Marcus. Headlines. Shame.
“I’m trying,” I whisper.
“That’s all any of us are doing.”
CHAPTER EIGHTEEN
Caleb
By the timethe sun drags itself over the ridge, I already know I’m in trouble.
Not the usual kind—loose fence wire, a colicky gelding, a feed shipment delayed.
No.
This is the kind of trouble that sits heavy in your bones before your eyes even open.
My joints ache. My head throbs. My breath feels thick, sticky, like trying to wade through mud. And my stomach… well. It isn’t thrilled with me either.
But horses don’t feed themselves, and the ranch doesn’t stop moving because one man feels he swallowed a beehive.
So I swing my legs out of bed.
And immediately regret it.
The room tilts hard to the left, then to the right. I’m on a boat in a storm. I stop moving and brace a hand against the nightstand. Sweat beads down the back of my neck despite the cold morning.
“Not today,” I mutter to absolutely no one.
Maybe it’s exhaustion.

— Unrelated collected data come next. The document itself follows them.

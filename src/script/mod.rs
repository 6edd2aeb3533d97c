pub mod delimiter;
pub mod statement_builder;

pub use delimiter::Delimiter;
pub use statement_builder::CqlStatementBuilder;

use crate::db::CqlSession;
use anyhow::{Context, Result};
use std::time::Duration;
use tracing::debug;

/// A CQL migration script split into individually executable statements
#[derive(Debug, Clone, PartialEq, Eq)]
pub struct CqlScript {
    statements: Vec<String>,
}

impl CqlScript {
    pub fn parse(source: &str) -> Self {
        Self::parse_with_delimiter(source, None)
    }

    /// Split with a delimiter other than `;` in effect from the first line
    pub fn parse_with_delimiter(source: &str, delimiter: Option<Delimiter>) -> Self {
        Self {
            statements: lines_to_statements(source.lines(), delimiter),
        }
    }

    pub fn statements(&self) -> &[String] {
        &self.statements
    }

    /// Run every statement in order; stops at the first failure
    pub async fn execute(&self, session: &dyn CqlSession, timeout: Option<Duration>) -> Result<()> {
        for (index, statement) in self.statements.iter().enumerate() {
            debug!("Executing CQL: {}", statement);
            session
                .execute(statement, timeout)
                .await
                .with_context(|| {
                    format!(
                        "Statement {} of {} failed: {}",
                        index + 1,
                        self.statements.len(),
                        statement
                    )
                })?;
        }
        Ok(())
    }
}

fn lines_to_statements<'a>(
    lines: impl Iterator<Item = &'a str>,
    mut non_standard_delimiter: Option<Delimiter>,
) -> Vec<String> {
    let mut statements = Vec::new();
    let mut builder = CqlStatementBuilder::new();

    for (index, line) in lines.enumerate() {
        if builder.is_empty() {
            if line.trim().is_empty() {
                continue;
            }

            if let Some(delimiter) = builder.extract_new_delimiter_from_line(line) {
                non_standard_delimiter = Some(delimiter);
                continue;
            }

            builder = match &non_standard_delimiter {
                Some(delimiter) => CqlStatementBuilder::with_delimiter(delimiter.clone()),
                None => CqlStatementBuilder::new(),
            };
            builder.set_line_number(index + 1);
        }

        builder.add_line(line);

        if builder.can_discard() {
            builder = CqlStatementBuilder::new();
        } else if builder.is_terminated() {
            let finished = std::mem::take(&mut builder);
            debug!(
                "Found statement at line {}: {}",
                finished.line_number(),
                finished.statement()
            );
            statements.push(finished.into_statement());
            builder = CqlStatementBuilder::new();
        }
    }

    if !builder.is_empty() {
        statements.push(builder.into_statement());
    }

    statements
}
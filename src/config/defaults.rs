use crate::config::types::*;
use crate::migration::{MigrationNaming, MigrationVersion};

impl Default for Cluster {
    fn default() -> Self {
        Self {
            contact_points: vec!["localhost".to_string()],
            port: 9042,
            username: None,
            password: None,
        }
    }
}

impl Default for Migration {
    fn default() -> Self {
        Self {
            locations: vec!["db/migration".to_string()],
            table_prefix: String::new(),
            target: MigrationVersion::Latest,
            baseline_version: MigrationVersion::Concrete {
                parts: vec!["1".to_string()],
                display: "1".to_string(),
            },
            baseline_description: "<< Cassandra Baseline >>".to_string(),
            allow_out_of_order: false,
            statement_timeout: None,
            naming: MigrationNaming::default(),
        }
    }
}
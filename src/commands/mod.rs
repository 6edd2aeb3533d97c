pub mod baseline;
pub mod context;
pub mod info;
pub mod initialize;
pub mod migrate;
pub mod validate;

pub use baseline::{Baseline, cmd_baseline};
pub use context::{CommandContext, build_resolver};
pub use info::{Info, cmd_info};
pub use initialize::Initialize;
pub use migrate::{Migrate, cmd_migrate};
pub use validate::{Validate, cmd_validate};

Maybe allergies. Maybe Karma is finally sending me the bill for every time I’ve told Boone he looks hellish.
I pull on jeans and a flannel, both heavier than they should be, and make my way down the hall slow enough that even the floorboards seem impatient. The kitchen smells of coffee and cinnamon. Someone baked early, and by someone, I mean Delaney.
Great.
Exactly the person I want to look half dead in front of.
She’s already gone, though. Her coat is missing from the hook, and a few prep bowls are on the counter waiting for later. Boone and Sadie ate and left for school. Silas’s coffee mug is in the sink, which means he left ten minutes late and will swear his alarm “betrayed him.”